Limited Edition to 3000

Distributor: Twilight Time

Release Date: April 18, 2017

Region: Region Free

Length: 126 min

Video: 1080P (MPEG-4, AVC)

Main Audio: English Mono DTS-HD Master Audio

Subtitles: English SDH

Ratio: 2.35:1

Notes: This release has received numerous DVD releases, but this is the film’s North American Blu-ray debut.

Title

A lot of veteran directors ran into a creative wall in the 1960s. Both the industry and the audience’s sensibilities were changing rapidly, and the greatest auteurs of the previous decades struggled to keep up with these unusual times. Alfred Hitchcock peaked with 1960’s Psycho (despite a strong return to form in 1972 with Frenzy). Like Hitchcock, one of Billy Wilder’s career peaks occurred in 1960 with the release of The Apartment only to fall into a creative slump in the following decades.

Luckily, fate granted Wilder with a temporary reprieve from creative purgatory when he began his seventh script collaboration with I.A.L. Diamond on The Fortune Cookie (1966).
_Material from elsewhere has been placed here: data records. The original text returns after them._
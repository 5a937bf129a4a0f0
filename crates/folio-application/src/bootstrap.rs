//! Wires configuration, storage and the review gateway together.

use std::path::Path;
use std::sync::Arc;

use anyhow::{Context, Result};
use folio_core::config::FolioConfig;
use folio_core::notifier::Notifier;
use folio_core::review::ReviewGateway;
use folio_infrastructure::{
    FileStorageScope, FolioPaths, LocalFeedbackRepository, SecretServiceImpl,
};
use folio_interaction::GeminiReviewGateway;
use tokio::sync::Mutex;

use crate::feedback_store::FeedbackStore;
use crate::review_service::ReviewService;

pub struct AppBootstrap {
    pub paths: FolioPaths,
    pub config: FolioConfig,
    pub store: Arc<Mutex<FeedbackStore>>,
    notifier: Arc<dyn Notifier>,
    scope: Arc<FileStorageScope>,
    secrets: SecretServiceImpl,
}

impl AppBootstrap {
    /// Opens the file-backed storage scope and mounts the store.
    pub fn new(
        paths: FolioPaths,
        config: FolioConfig,
        notifier: Arc<dyn Notifier>,
    ) -> Result<Self> {
        let storage_file = paths
            .storage_file(config.storage.dir.as_deref())
            .context("Failed to resolve storage location")?;
        tracing::debug!("[Bootstrap] Using storage scope {}", storage_file.display());

        let scope = Arc::new(FileStorageScope::new(storage_file));
        let repository = Arc::new(LocalFeedbackRepository::new(scope.clone()));

        let mut store = FeedbackStore::new(repository, notifier.clone());
        store.mount();

        let secrets = SecretServiceImpl::new(&paths).context("Failed to resolve secret file")?;

        Ok(Self {
            paths,
            config,
            store: Arc::new(Mutex::new(store)),
            notifier,
            scope,
            secrets,
        })
    }

    /// The JSON file backing the storage scope.
    pub fn storage_file(&self) -> &Path {
        self.scope.path()
    }

    pub fn secrets(&self) -> &SecretServiceImpl {
        &self.secrets
    }

    /// Builds a review service backed by Gemini. Fails when no API key is configured.
    pub async fn review_service(&self) -> Result<ReviewService> {
        let gemini = self.secrets.gemini().await?;
        let gateway = GeminiReviewGateway::from_settings(&self.config.review, &gemini)?;
        tracing::debug!("[Bootstrap] Review gateway ready (model {})", gateway.model());
        Ok(self.review_service_with(Arc::new(gateway)))
    }

    /// Builds a review service over any gateway.
    pub fn review_service_with(&self, gateway: Arc<dyn ReviewGateway>) -> ReviewService {
        ReviewService::new(gateway, self.store.clone(), self.notifier.clone())
    }
}
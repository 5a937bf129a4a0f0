pub mod config_service;
pub mod local_feedback_repository;
pub mod paths;
pub mod secret_service;
pub mod storage;

pub use crate::config_service::ConfigService;
pub use crate::local_feedback_repository::LocalFeedbackRepository;
pub use crate::paths::FolioPaths;
pub use crate::secret_service::SecretServiceImpl;
pub use crate::storage::{FileStorageScope, MemoryStorageScope};
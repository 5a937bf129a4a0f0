//! Session domain module.
//!
//! A session is a single claimed username shared by everything that uses the
//! same storage scope. There is no password, token or expiry: logging in is an
//! identity claim, not authentication. Anything downstream that needs real
//! authentication must add it explicitly rather than rely on this.

mod model;

pub use model::{LoginKind, Session};
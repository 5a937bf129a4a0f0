//! Key/value storage scope.
//!
//! Modelled on browser local storage: string keys, string values, synchronous
//! calls. The persistence adapter is the only code that should call this.

use crate::error::Result;

/// Key holding the raw username of the current session.
pub const CURRENT_USER_KEY: &str = "folio.currentUser";

/// Key holding `{ [username]: FeedbackItem[] }` as JSON.
pub const USER_FEEDBACK_KEY: &str = "folio.userFeedback";

/// Key holding `{ [feedbackId]: AnalysisResult }` as JSON.
pub const ANALYSIS_RESULTS_KEY: &str = "folio.analysisResults";

/// A handle to a key/value store shared by every user of the same scope.
pub trait StorageScope: Send + Sync {
    /// Returns the stored value, or `None` when the key is absent.
    fn get_item(&self, key: &str) -> Result<Option<String>>;

    /// Stores `value` under `key`, replacing any previous value.
    fn set_item(&self, key: &str, value: &str) -> Result<()>;

    /// Removes `key`. Removing an absent key is not an error.
    fn remove_item(&self, key: &str) -> Result<()>;
}
//! Notifier that writes to the tracing log.

use folio_core::notifier::Notifier;

/// Routes notifications into `tracing`: successes at `info`, errors at `warn`.
#[derive(Debug, Clone, Copy, Default)]
pub struct TracingNotifier;

impl Notifier for TracingNotifier {
    fn success(&self, message: &str) {
        tracing::info!(target: "folio::notify", "{}", message);
    }

    fn error(&self, message: &str) {
        tracing::warn!(target: "folio::notify", "{}", message);
    }
}
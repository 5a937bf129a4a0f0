//! Domain layer for Folio: feedback items, analysis results, the session
//! claim, and the traits the outer layers implement.

pub mod analysis;
pub mod config;
pub mod error;
pub mod feedback;
pub mod notifier;
pub mod review;
pub mod secret;
pub mod session;
pub mod storage;

pub use analysis::{AnalysisMap, AnalysisResult, Sentiment};
pub use error::{FolioError, Result};
pub use feedback::{FeedbackDraft, FeedbackItem, FeedbackRepository};
pub use notifier::{Notifier, RecordingNotifier};
pub use review::{ReviewGateway, ReviewRequest};
pub use session::{LoginKind, Session};
pub use storage::StorageScope;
Wilder originally wanted to cast Frank Sinatra and Jackie Gleason but created cinematic history by casting Walter Matthau and Jack Lemmon instead. This was the first time these actors were paired together in a film, but the duo would go on to make nine additional movies with one another (although Kotch wasn’t an acting partnership). As a matter of fact, two of these pairings (The Front Page and Buddy, Buddy) were also directed by Billy Wilder.

The tale focuses on the travails of a TV cameraman (Jack Lemmon) who is injured while shooting a professional football game and then inveigled into an insurance scam by his brother-in-law—the infamous Whiplash Willie (Walter Matthau). The resulting film was a financial success and earned Walter Matthau a well-earned Best Supporting Actor Oscar® for his indelible comic performance in the film.

Even so, it is clear in retrospect that The Fortune Cookie doesn’t rank amongst the director’s best efforts. The film is too leisurely paced and the mixture of drama and comedy is decidedly uneven. One sometimes wishes that some of the film’s broadly drawn comic moments were more subdued or that they could have been played straight. After all, a lot can be said for understatement and for simple gestures. Having said this, Wilder’s mid-sixties comeback is essential viewing for Wilder fans and anyone who enjoys the on-screen chemistry between the film’s two principal actors.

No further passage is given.